Within Israel’s public university system, our member institutions do not always have the same interests, but we still meet on a regular basis in an attempt to form a consensus and present a united front. We do this through our coordinating body—the Committee of University Heads of Israel.

Although our universities are funded by the country’s Council for Higher Education, a body that is run by educational professionals rather than by politicians, this situation could conceivably change overnight. Israeli universities are therefore at risk of losing their autonomy, and the united front that we present to the general public is now more important than ever.

Universities are the engines of the middle class, driving democratic values in our society. In Israeli society in particular, universities are surrounded by entities that think differently and do not necessarily embrace democratic values. The proposed judicial overhaul process placed an inordinate amount of influence in the hands of such entities, endangering our foundational values as we know it. As academic institutions, it was incumbent upon us to take a stand firmly and decisively in the way that we did.

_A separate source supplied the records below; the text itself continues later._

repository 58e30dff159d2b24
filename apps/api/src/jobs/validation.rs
//! Field-level validation of job creation and job application submissions.

use serde::Deserialize;

use crate::errors::ValidationErrors;
use crate::models::job::{ExperienceLevel, JobType};

const MIN_TITLE_CHARS: usize = 2;
const MIN_COMPANY_CHARS: usize = 2;
const MIN_LOCATION_CHARS: usize = 2;
const MIN_DESCRIPTION_CHARS: usize = 10;
const MIN_APPLICANT_NAME_CHARS: usize = 2;

/// Raw job creation form, exactly as submitted.
#[derive(Debug, Clone, Default, Deserialize)]
pub struct JobForm {
    #[serde(default)]
    pub title: String,
    #[serde(default)]
    pub company: String,
    #[serde(default)]
    pub location: String,
    #[serde(rename = "type", default)]
    pub job_type: String,
    #[serde(default)]
    pub salary_range: String,
    #[serde(default)]
    pub description: String,
    #[serde(default)]
    pub experience_level: Option<String>,
}

/// A job form that passed validation, trimmed and typed.
#[derive(Debug, Clone, PartialEq)]
pub struct ValidJobForm {
    pub title: String,
    pub company: String,
    pub location: String,
    pub job_type: JobType,
    pub salary_range: String,
    pub description: String,
    pub experience_level: Option<ExperienceLevel>,
}

pub fn validate_job_form(form: &JobForm) -> Result<ValidJobForm, ValidationErrors> {
    let mut errors = ValidationErrors::new();

    let title = form.title.trim();
    if title.chars().count() < MIN_TITLE_CHARS {
        errors.add("title", "Job title must be at least 2 characters.");
    }

    let company = form.company.trim();
    if company.chars().count() < MIN_COMPANY_CHARS {
        errors.add("company", "Company name must be at least 2 characters.");
    }

    let location = form.location.trim();
    if location.chars().count() < MIN_LOCATION_CHARS {
        errors.add("location", "Location is required.");
    }

    let job_type = form.job_type.trim().parse::<JobType>().ok();
    if job_type.is_none() {
        errors.add(
            "type",
            "Job type must be one of Full-time, Part-time, Contract, Internship.",
        );
    }

    let salary_range = form.salary_range.trim();
    if salary_range.is_empty() {
        errors.add("salary_range", "Salary range is required.");
    }

    let description = form.description.trim();
    if description.chars().count() < MIN_DESCRIPTION_CHARS {
        errors.add("description", "Description must be at least 10 characters.");
    }

    let experience_level = match form.experience_level.as_deref().map(str::trim) {
        None | Some("") => None,
        Some(raw) => match raw.parse::<ExperienceLevel>() {
            Ok(level) => Some(level),
            Err(()) => {
                errors.add(
                    "experience_level",
                    "Experience level must be one of Entry, Mid-level, Senior.",
                );
                None
            }
        },
    };

    let Some(job_type) = job_type else {
        return Err(errors);
    };

    errors.into_result(ValidJobForm {
        title: title.to_string(),
        company: company.to_string(),
        location: location.to_string(),
        job_type,
        salary_range: salary_range.to_string(),
        description: description.to_string(),
        experience_level,
    })
}

/// Job application submitted by a candidate.
#[derive(Debug, Clone, Default, Deserialize)]
pub struct ApplicationForm {
    #[serde(default)]
    pub name: String,
    #[serde(default)]
    pub email: String,
}

pub fn validate_application(form: &ApplicationForm) -> Result<(), ValidationErrors> {
    let mut errors = ValidationErrors::new();

    if form.name.trim().chars().count() < MIN_APPLICANT_NAME_CHARS {
        errors.add("name", "Name must be at least 2 characters.");
    }
    if !looks_like_email(form.email.trim()) {
        errors.add("email", "Please enter a valid email address.");
    }

    errors.into_result(())
}

/// `local@domain.tld` with no whitespace; deliverability is not checked.
fn looks_like_email(email: &str) -> bool {
    if email.chars().any(char::is_whitespace) {
        return false;
    }
    let Some((local, domain)) = email.split_once('@') else {
        return false;
    };
    if local.is_empty() || domain.contains('@') {
        return false;
    }
    match domain.rsplit_once('.') {
        Some((host, tld)) => !host.is_empty() && !tld.is_empty(),
        None => false,
    }
}
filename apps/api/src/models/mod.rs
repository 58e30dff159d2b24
pub mod candidate;
pub mod job;
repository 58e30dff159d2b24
//! Skill Extractor: pluggable, trait-based collaborator that pulls the top
//! skills out of a free-text job description.
//!
//! Default: `LlmSkillExtractor` (Claude via `llm_client`).
//! `AppState` holds an `Arc<dyn SkillExtractor>`; tests swap in a stub.

use async_trait::async_trait;
use serde::Deserialize;

use crate::errors::CollaboratorError;
use crate::llm_client::prompts::render_job_description;
use crate::llm_client::LlmClient;
use crate::skills::prompts::{skill_extraction_system, SKILL_EXTRACTION_PROMPT_TEMPLATE};

/// Number of skills every successful extraction yields.
pub const SKILL_COUNT: usize = 3;

/// The skill extractor trait. Implementations are not expected to be
/// deterministic; identical descriptions may yield different skills.
#[async_trait]
pub trait SkillExtractor: Send + Sync {
    async fn extract(&self, job_description: &str) -> Result<Vec<String>, CollaboratorError>;
}

/// Extracts skills and enforces the output contract: exactly `SKILL_COUNT`
/// non-empty, trimmed entries. Anything else counts as a collaborator failure.
pub async fn extract_skills(
    extractor: &dyn SkillExtractor,
    job_description: &str,
) -> Result<Vec<String>, CollaboratorError> {
    let skills = extractor.extract(job_description).await?;
    normalize_skills(skills)
}

fn normalize_skills(skills: Vec<String>) -> Result<Vec<String>, CollaboratorError> {
    let skills: Vec<String> = skills
        .into_iter()
        .map(|s| s.trim().to_string())
        .filter(|s| !s.is_empty())
        .collect();

    if skills.len() != SKILL_COUNT {
        return Err(CollaboratorError::SkillExtraction(format!(
            "expected {SKILL_COUNT} skills, got {}",
            skills.len()
        )));
    }
    Ok(skills)
}

// ────────────────────────────────────────────────────────────────────────────
// LlmSkillExtractor
// ────────────────────────────────────────────────────────────────────────────

#[derive(Debug, Deserialize)]
struct SkillExtractionOutput {
    skills: Vec<String>,
}

pub struct LlmSkillExtractor(pub LlmClient);

#[async_trait]
impl SkillExtractor for LlmSkillExtractor {
    async fn extract(&self, job_description: &str) -> Result<Vec<String>, CollaboratorError> {
        let prompt = render_job_description(SKILL_EXTRACTION_PROMPT_TEMPLATE, job_description);
        let output: SkillExtractionOutput = self
            .0
            .call_json(&prompt, &skill_extraction_system())
            .await
            .map_err(|e| CollaboratorError::SkillExtraction(e.to_string()))?;
        Ok(output.skills)
    }
}
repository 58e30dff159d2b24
mod config;
mod errors;
mod extract;
mod jobs;
mod llm_client;
mod models;
mod routes;
mod skills;
mod state;
mod talent;

use anyhow::Result;
use std::net::SocketAddr;
use tower_http::{cors::CorsLayer, trace::TraceLayer};
use tracing::info;
use tracing_subscriber::{layer::SubscriberExt, util::SubscriberInitExt, EnvFilter};

use std::sync::Arc;

use crate::config::Config;
use crate::jobs::seed::sample_jobs;
use crate::jobs::store::JobStore;
use crate::llm_client::LlmClient;
use crate::routes::build_router;
use crate::skills::extractor::LlmSkillExtractor;
use crate::state::AppState;
use crate::talent::matcher::LlmTalentMatcher;
use crate::talent::roster::CandidateRoster;

#[tokio::main]
async fn main() -> Result<()> {
    // Load configuration first (fails on missing required env vars)
    let config = Config::from_env()?;

    // Initialize structured logging
    tracing_subscriber::registry()
        .with(EnvFilter::try_from_default_env().unwrap_or_else(|_| {
            EnvFilter::new(format!("{}={}", env!("CARGO_CRATE_NAME"), &config.rust_log))
        }))
        .with(tracing_subscriber::fmt::layer())
        .init();

    info!("Starting Job Board API v{}", env!("CARGO_PKG_VERSION"));

    // Initialize the job store
    let jobs = if config.seed_sample_jobs {
        JobStore::with_jobs(sample_jobs())
    } else {
        JobStore::new()
    };
    info!("Job store initialized with {} posting(s)", jobs.len().await);

    // Initialize LLM client and the collaborators built on it
    let llm = LlmClient::new(config.anthropic_api_key.clone())?;
    info!("LLM client initialized (model: {})", llm_client::MODEL);

    let roster = Arc::new(CandidateRoster::builtin());
    info!("Talent roster loaded ({} candidates)", roster.all().len());

    if config.strict_salary_parsing {
        info!("Strict salary parsing enabled");
    }

    // Build app state
    let state = AppState {
        jobs,
        skill_extractor: Arc::new(LlmSkillExtractor(llm.clone())),
        talent_matcher: Arc::new(LlmTalentMatcher::new(llm, roster.clone())),
        roster,
        config: config.clone(),
    };

    // Build router
    let app = build_router(state)
        .layer(TraceLayer::new_for_http())
        .layer(CorsLayer::permissive()); // TODO: restrict origins once the web client has a fixed host

    let addr: SocketAddr = format!("0.0.0.0:{}", config.port).parse()?;
    info!("Listening on {addr}");

    let listener = tokio::net::TcpListener::bind(addr).await?;
    axum::serve(listener, app).await?;

    Ok(())
}
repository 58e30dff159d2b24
// Skill extraction: the top skills an applicant should highlight for a posting.
// All LLM calls go through llm_client; no direct Anthropic calls here.

pub mod extractor;
pub mod handlers;
pub mod prompts;
//! Filter Engine: computes the visible subset of postings for a search.

use serde::Deserialize;

use crate::models::job::Job;

/// Job type value that disables type filtering.
pub const ALL_JOB_TYPES: &str = "All";

#[derive(Debug, Clone, PartialEq, Eq)]
pub struct FilterCriteria {
    pub search_term: String,
    pub location: String,
    /// A job type label, or `"All"`.
    pub job_type: String,
    /// Inclusive `[min, max]` bounds on the posting's salary range.
    pub salary_range: (u64, u64),
}

impl Default for FilterCriteria {
    fn default() -> Self {
        Self {
            search_term: String::new(),
            location: String::new(),
            job_type: ALL_JOB_TYPES.to_string(),
            salary_range: (0, u64::MAX),
        }
    }
}

/// Query-string form of `FilterCriteria`; absent parameters take the defaults.
#[derive(Debug, Default, Deserialize)]
pub struct JobSearchQuery {
    pub search: Option<String>,
    pub location: Option<String>,
    pub job_type: Option<String>,
    pub salary_min: Option<u64>,
    pub salary_max: Option<u64>,
}

impl From<JobSearchQuery> for FilterCriteria {
    fn from(query: JobSearchQuery) -> Self {
        let defaults = FilterCriteria::default();
        FilterCriteria {
            search_term: query.search.unwrap_or(defaults.search_term),
            location: query.location.unwrap_or(defaults.location),
            job_type: query
                .job_type
                .filter(|t| !t.is_empty())
                .unwrap_or(defaults.job_type),
            salary_range: (
                query.salary_min.unwrap_or(defaults.salary_range.0),
                query.salary_max.unwrap_or(defaults.salary_range.1),
            ),
        }
    }
}

/// Returns the postings matching every criterion, in their original order.
pub fn filter_jobs(jobs: &[Job], criteria: &FilterCriteria) -> Vec<Job> {
    let search = criteria.search_term.to_lowercase();
    let location = criteria.location.to_lowercase();

    jobs.iter()
        .filter(|job| {
            let matches_search = job.title.to_lowercase().contains(&search)
                || job.company.to_lowercase().contains(&search);
            let matches_location = job.location.to_lowercase().contains(&location);
            let matches_type =
                criteria.job_type == ALL_JOB_TYPES || job.job_type.as_str() == criteria.job_type;
            let (min, max) = criteria.salary_range;
            let matches_salary = job.salary_min >= min && job.salary_max <= max;

            matches_search && matches_location && matches_type && matches_salary
        })
        .cloned()
        .collect()
}
//! Pattern list streaming.
//!
//! The device holds a read cursor per list. Writing a control packet with
//! only that list's read index set to zero rewinds it; every GET_REPORT on the
//! list's report id then returns the next entry and advances the cursor, until
//! an entry with id 0xff marks the end. The cursor cannot be inspected, so a
//! failed poll cannot be resumed: the whole listing is abandoned.

use std::time::Duration;

use crate::backends::Transport;
use crate::errors::*;
use crate::phy::{Decodable, Encodable};
use crate::protocol::usbhid::{ControlPacket, PatternEntry, ReportId};

#[derive(Copy, Clone, Debug, PartialEq, Eq)]
pub enum PatternList {
    Led,
    Audio,
}

impl PatternList {
    pub fn name(self) -> &'static str {
        match self {
            PatternList::Led => "LED",
            PatternList::Audio => "audio",
        }
    }

    /// Input report the list's entries arrive on.
    pub fn report_id(self) -> ReportId {
        match self {
            PatternList::Led => ReportId::ReadLed,
            PatternList::Audio => ReportId::ReadAudio,
        }
    }

    /// Control packet that rewinds the list to its first entry.
    pub fn start_packet(self) -> ControlPacket {
        match self {
            PatternList::Led => ControlPacket::read_led_index(0),
            PatternList::Audio => ControlPacket::read_audio_index(0),
        }
    }
}

/// Reads a whole pattern list, in device order, without the terminator.
///
/// With `limit` set, a list that runs past `limit` entries without a
/// terminator fails with `ProtocolViolation`. Any failed transfer aborts the
/// listing; entries read so far are dropped.
pub fn read_patterns<T: Transport>(
    transport: &mut T,
    list: PatternList,
    timeout: Duration,
    limit: Option<usize>,
) -> Result<Vec<PatternEntry>> {
    let mut start = list.start_packet().encode();
    transport.set_output_report(ReportId::Control.id(), &mut start, timeout)?;

    let report_id = list.report_id().id();
    let mut entries = Vec::new();

    loop {
        let data = transport.get_input_report(report_id, timeout)?;
        let entry = PatternEntry::decode(&data)?;
        if entry.is_end_of_list() {
            break;
        }

        if let Some(limit) = limit {
            if entries.len() >= limit {
                bail!(ErrorKind::ProtocolViolation(list.name(), limit));
            }
        }

        trace!("{} pattern {}", list.name(), entry);
        entries.push(entry);
    }

    debug!("Read {} {} patterns", entries.len(), list.name());
    Ok(entries)
}
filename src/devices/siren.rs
use std::fmt;
use std::time::Duration;

use crate::backends::Transport;
use crate::config::Config;
use crate::errors::*;
use crate::phy::{Decodable, Encodable, Report};
use crate::protocol::usbhid::{ControlOverrides, ControlPacket, InfoReport, PatternEntry, ReportId};

use super::patterns::{self, PatternList};

/// Everything the siren can tell about itself.
#[derive(Clone, Debug, PartialEq, Eq)]
pub struct DeviceSummary {
    pub info: InfoReport,
    pub led_patterns: Vec<PatternEntry>,
    pub audio_patterns: Vec<PatternEntry>,
}

impl fmt::Display for DeviceSummary {
    fn fmt(&self, f: &mut fmt::Formatter) -> fmt::Result {
        writeln!(f, "{}", self.info)?;
        writeln!(f, "LED patterns:")?;
        for pattern in &self.led_patterns {
            writeln!(f, "  {}", pattern)?;
        }
        write!(f, "Audio patterns:")?;
        for pattern in &self.audio_patterns {
            write!(f, "\n  {}", pattern)?;
        }
        Ok(())
    }
}

/// An open siren.
///
/// Owns its transport for as long as it lives; dropping the device closes
/// the handle. Every operation takes `&mut self` and completes (or fails)
/// before returning, so calls are serialized by construction. Nothing is
/// retried: a failed operation is abandoned whole.
#[derive(Debug)]
pub struct Device<T> {
    transport: T,
    timeout: Duration,
    max_pattern_entries: Option<usize>,
}

impl<T: Transport> Device<T> {
    pub fn new(transport: T) -> Device<T> {
        Device::with_config(transport, &Config::default())
    }

    pub fn with_config(transport: T, config: &Config) -> Device<T> {
        Device {
            transport,
            timeout: config.transfer_timeout(),
            max_pattern_entries: config.max_pattern_entries,
        }
    }

    pub fn timeout(&self) -> Duration {
        self.timeout
    }

    /// Reads raw input report `report_id`.
    pub fn get_input_report(&mut self, report_id: u8) -> Result<Vec<u8>> {
        self.transport.get_input_report(report_id, self.timeout)
    }

    /// Writes raw output report `report_id`.
    pub fn set_output_report(&mut self, report_id: u8, report: &mut Report) -> Result<()> {
        self.transport.set_output_report(report_id, report, self.timeout)
    }

    pub fn read_info(&mut self) -> Result<InfoReport> {
        let data = self.get_input_report(ReportId::Info.id())?;
        InfoReport::decode(&data)
    }

    /// Sends one control packet carrying exactly the supplied overrides.
    pub fn send_control_packet(&mut self, overrides: &ControlOverrides) -> Result<()> {
        let mut report = ControlPacket::from_overrides(overrides).encode();
        debug!("Sending control packet {:?}", overrides);
        self.set_output_report(ReportId::Control.id(), &mut report)
    }

    pub fn read_led_patterns(&mut self) -> Result<Vec<PatternEntry>> {
        self.read_patterns(PatternList::Led)
    }

    pub fn read_audio_patterns(&mut self) -> Result<Vec<PatternEntry>> {
        self.read_patterns(PatternList::Audio)
    }

    fn read_patterns(&mut self, list: PatternList) -> Result<Vec<PatternEntry>> {
        patterns::read_patterns(&mut self.transport, list, self.timeout, self.max_pattern_entries)
    }

    /// Info block plus both pattern lists, or the first error.
    pub fn read_all_info(&mut self) -> Result<DeviceSummary> {
        let info = self.read_info()?;
        let led_patterns = self.read_led_patterns()?;
        let audio_patterns = self.read_audio_patterns()?;

        Ok(DeviceSummary { info, led_patterns, audio_patterns })
    }

    /// Gives the transport back, ending the session.
    pub fn into_inner(self) -> T {
        self.transport
    }
}

#[cfg(test)]
mod tests {
    use super::*;
    use crate::backends::mock::{Call, MockTransport, Reply};
    use crate::backends::Direction;
    use crate::phy::REPORT_SIZE;
    use crate::protocol::usbhid::{pattern_report, END_OF_LIST, UNCHANGED, UNCHANGED_DURATION};

    fn info_report() -> Vec<u8> {
        let mut buf = vec![0u8; REPORT_SIZE];
        buf[0] = ReportId::Info.id();
        buf[1] = 2;
        buf[3] = 1;
        buf[4] = 1;
        buf[9] = 4;
        buf[10] = 50;
        buf[12] = 5;
        buf[13] = 100;
        buf
    }

    #[test]
    fn read_info_decodes_info_report() {
        let mut t = MockTransport::new();
        t.push_input(ReportId::Info.id(), Reply::Data(info_report()));

        let info = Device::new(&mut t).read_info().unwrap();
        assert_eq!(info.version, 2);
        assert_eq!(info.audio_mode, 4);
        assert_eq!(info.audio_play_duration_ms(), 500);
        assert_eq!(info.led_mode, 5);
        assert_eq!(info.led_play_duration_ms(), 1000);
        assert_eq!(t.calls[1], Call::Transfer(Direction::In, 1));
    }

    #[test]
    fn send_control_packet_writes_one_report() {
        let mut t = MockTransport::new();
        {
            let mut siren = Device::new(&mut t);
            let overrides = ControlOverrides::new().led_mode(3).led_play_duration(500);
            siren.send_control_packet(&overrides).unwrap();
        }

        assert_eq!(t.outputs.len(), 1);
        let (report_id, report) = t.outputs[0];
        assert_eq!(report_id, ReportId::Control.id());

        let packet = ControlPacket::decode(&report[..]).unwrap();
        assert_eq!(packet.led_mode, 3);
        assert_eq!(packet.led_play_duration, 50);
        assert_eq!(packet.audio_mode, UNCHANGED);
        assert_eq!(packet.audio_play_duration, UNCHANGED_DURATION);
    }

    #[test]
    fn failed_send_is_reported() {
        let mut t = MockTransport::new();
        t.fail_output = Some(-1);

        let err = Device::new(&mut t).send_control_packet(&ControlOverrides::new()).unwrap_err();
        match *err.kind() {
            ErrorKind::TransferFailed(Direction::Out, 1, -1) => (),
            ref other => panic!("unexpected kind {:?}", other),
        }
    }

    #[test]
    fn read_all_info_collects_everything_in_order() {
        let mut t = MockTransport::new();
        t.push_input(ReportId::Info.id(), Reply::Data(info_report()));
        t.push_input(ReportId::ReadLed.id(), Reply::Data(pattern_report(0, "On").to_vec()));
        t.push_input(ReportId::ReadLed.id(), Reply::Data(pattern_report(END_OF_LIST, "").to_vec()));
        t.push_input(ReportId::ReadAudio.id(), Reply::Data(pattern_report(1, "Sad Trombone").to_vec()));
        t.push_input(ReportId::ReadAudio.id(), Reply::Data(pattern_report(END_OF_LIST, "").to_vec()));

        let summary = Device::new(&mut t).read_all_info().unwrap();
        assert_eq!(summary.info.version, 2);
        assert_eq!(summary.led_patterns, vec![PatternEntry { id: 0, name: "On".to_string() }]);
        assert_eq!(summary.audio_patterns, vec![PatternEntry { id: 1, name: "Sad Trombone".to_string() }]);

        let text = summary.to_string();
        assert!(text.contains("LED patterns:\n    0: On"));
        assert!(text.ends_with("Audio patterns:\n    1: Sad Trombone"));
    }

    #[test]
    fn read_all_info_fails_whole() {
        let mut t = MockTransport::new();
        t.push_input(ReportId::Info.id(), Reply::Data(info_report()));
        t.push_input(ReportId::ReadLed.id(), Reply::Data(pattern_report(0, "On").to_vec()));
        t.push_input(ReportId::ReadLed.id(), Reply::Timeout);

        let err = Device::new(&mut t).read_all_info().unwrap_err();
        match *err.kind() {
            ErrorKind::TransferTimeout(Direction::In, 3, 10_000, _) => (),
            ref other => panic!("unexpected kind {:?}", other),
        }
    }

    #[test]
    fn config_bounds_pattern_lists() {
        let mut t = MockTransport::new();
        t.push_input(ReportId::ReadAudio.id(), Reply::Data(pattern_report(0, "a").to_vec()));
        t.push_input(ReportId::ReadAudio.id(), Reply::Data(pattern_report(1, "b").to_vec()));

        let config = Config::default().with_max_pattern_entries(Some(1));
        let err = Device::with_config(&mut t, &config).read_audio_patterns().unwrap_err();
        match *err.kind() {
            ErrorKind::ProtocolViolation("audio", 1) => (),
            ref other => panic!("unexpected kind {:?}", other),
        }
    }

    #[test]
    fn timeout_comes_from_config() {
        let config = Config::default().with_timeout(Duration::from_millis(250));
        let siren = Device::with_config(MockTransport::new(), &config);
        assert_eq!(siren.timeout(), Duration::from_millis(250));
        assert!(siren.into_inner().calls.is_empty());
    }

    #[test]
    fn zero_timeout_is_raised_before_any_transfer() {
        let mut t = MockTransport::new();
        t.push_input(ReportId::Info.id(), Reply::Timeout);

        let config = Config { timeout: Duration::from_millis(0), ..Config::default() };
        let err = Device::with_config(&mut t, &config).read_info().unwrap_err();
        match *err.kind() {
            ErrorKind::TransferTimeout(Direction::In, 1, 1, _) => (),
            ref other => panic!("unexpected kind {:?}", other),
        }
    }
}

Admittedly, no system of government is perfect, and some degree of reform is always welcome. In Israel, however, the courts’ protection of basic democratic rights is one area of government which currently functions quite well—and if it is not broken, we should not try to fix it.

Going on strike is a tool that we must use cautiously, in a manner that does not inflame students, faculty and the population at large. At the same time, as university leaders, it is a tool that we would not hesitate to utilize again if we absolutely needed to do so, as well as other, more drastic measures, should such a situation arise.